Have you got a clue, how to solve this? I want to manage my tasks with this,
my goal is, to get a table with a weekly overview, one table with the tasks in the next week and one table with the tasks in the future, after next week…
yeah this is a Type issue you need to cut and paste the formular directly in (click on </>). the key is to convert both sides (left and right) using the date(…) function. This is the same whether you use the dateOnOrBefore or date equals etc function.. so
dateEquals(date(property.Review), date(now())) … for Todays notes
dateOnOrBefore (date(property.Review), date(now())) … for “overdue” notes
Ich benutze “Review” anstatt “FaelligkeitsDatum”

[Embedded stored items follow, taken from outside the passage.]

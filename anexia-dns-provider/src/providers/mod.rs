//! Zone backend implementations

mod clouddns;

pub use clouddns::CloudDnsClient;
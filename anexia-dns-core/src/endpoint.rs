//! Provider-agnostic endpoint model shared with the planner.

use std::collections::BTreeMap;

use serde::{Deserialize, Serialize};

pub const RECORD_TYPE_A: &str = "A";
pub const RECORD_TYPE_AAAA: &str = "AAAA";
pub const RECORD_TYPE_CNAME: &str = "CNAME";
pub const RECORD_TYPE_MX: &str = "MX";
pub const RECORD_TYPE_NAPTR: &str = "NAPTR";
pub const RECORD_TYPE_NS: &str = "NS";
pub const RECORD_TYPE_PTR: &str = "PTR";
pub const RECORD_TYPE_SRV: &str = "SRV";
pub const RECORD_TYPE_TXT: &str = "TXT";

/// Record TTL that keeps "not configured" apart from an explicit zero.
///
/// Serialized as a bare number, or omitted/`null` when unset.
#[derive(Debug, Clone, Copy, Default, PartialEq, Eq, Hash, Serialize, Deserialize)]
#[serde(transparent)]
pub struct Ttl(Option<u32>);

impl Ttl {
    /// No TTL configured; the zone default applies.
    pub const UNSET: Self = Self(None);

    pub const fn new(seconds: u32) -> Self {
        Self(Some(seconds))
    }

    pub const fn is_configured(self) -> bool {
        self.0.is_some()
    }

    pub const fn seconds(self) -> Option<u32> {
        self.0
    }
}

impl From<Option<u32>> for Ttl {
    fn from(value: Option<u32>) -> Self {
        Self(value)
    }
}

impl std::fmt::Display for Ttl {
    fn fmt(&self, f: &mut std::fmt::Formatter<'_>) -> std::fmt::Result {
        match self.0 {
            Some(secs) => write!(f, "{secs}s"),
            None => write!(f, "unset"),
        }
    }
}

/// A desired or observed DNS record in planner terms.
#[derive(Debug, Clone, PartialEq, Eq, Serialize, Deserialize)]
#[serde(rename_all = "camelCase")]
pub struct Endpoint {
    /// Fully-qualified name, e.g. `"www.example.test"`.
    pub dns_name: String,
    /// Target values. Only the first one is written to the backend.
    #[serde(default)]
    pub targets: Vec<String>,
    pub record_type: String,
    #[serde(rename = "recordTTL", default, skip_serializing_if = "ttl_unset")]
    pub record_ttl: Ttl,
    /// Planner bookkeeping; never sent to the backend.
    #[serde(default)]
    pub labels: BTreeMap<String, String>,
}

impl Endpoint {
    /// Endpoint with a single target and no TTL.
    pub fn new(
        dns_name: impl Into<String>,
        record_type: impl Into<String>,
        target: impl Into<String>,
    ) -> Self {
        Self {
            dns_name: dns_name.into(),
            targets: vec![target.into()],
            record_type: record_type.into(),
            record_ttl: Ttl::UNSET,
            labels: BTreeMap::new(),
        }
    }

    #[must_use]
    pub fn with_ttl(mut self, ttl: Ttl) -> Self {
        self.record_ttl = ttl;
        self
    }

    /// First target, the only one the backend stores.
    pub fn primary_target(&self) -> Option<&str> {
        self.targets.first().map(String::as_str)
    }
}

#[allow(clippy::trivially_copy_pass_by_ref)]
fn ttl_unset(ttl: &Ttl) -> bool {
    !ttl.is_configured()
}

/// `true` when the type stores a hostname that must be fully qualified.
pub fn is_alias_type(record_type: &str) -> bool {
    record_type.eq_ignore_ascii_case(RECORD_TYPE_CNAME)
}

/// Append a trailing dot unless one is already present.
pub fn ensure_trailing_dot(hostname: &str) -> String {
    if hostname.ends_with('.') {
        hostname.to_string()
    } else {
        format!("{hostname}.")
    }
}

now() gives you Todays date
I have not yet explicit tried to add lets say 7 days dynamically. you may want to check out Javascript Luxon info that is what Obsidian is using.
What I do to have a table for tomorrow is using the review field in the document with the table it self so the formular becomes something like:
dateModify(datetime, duration) retrieves a datetime modified by the provided duration.
duration may be a number of milliseconds (1 minute is equivalent to 60000)
duration may be a text value such as 2h, 2 hour, 2 hours, -2 hours
Valid units for duration text values are year, month, week, day, hour, minute, second, the plural versions, and the single letter abbreviation. month is abbreviated to M.
So this may be the ticket for your In 7 days feature.
But remember that the duration is a string, so needs double quoting (thanks to @dawni in another thread). Without the quotes dateModify usually returns the unmodified datetime value. I wasted 2 days trying to get this to work without the quotes .
date(dateModify(date(property.originalDateTime), "7 days")) should work.
Hey Armin,
I think the change was really positive,
I had to change all the tables again, but this was done within half an hour and everything is easier now. Thanks to the Obsidian team!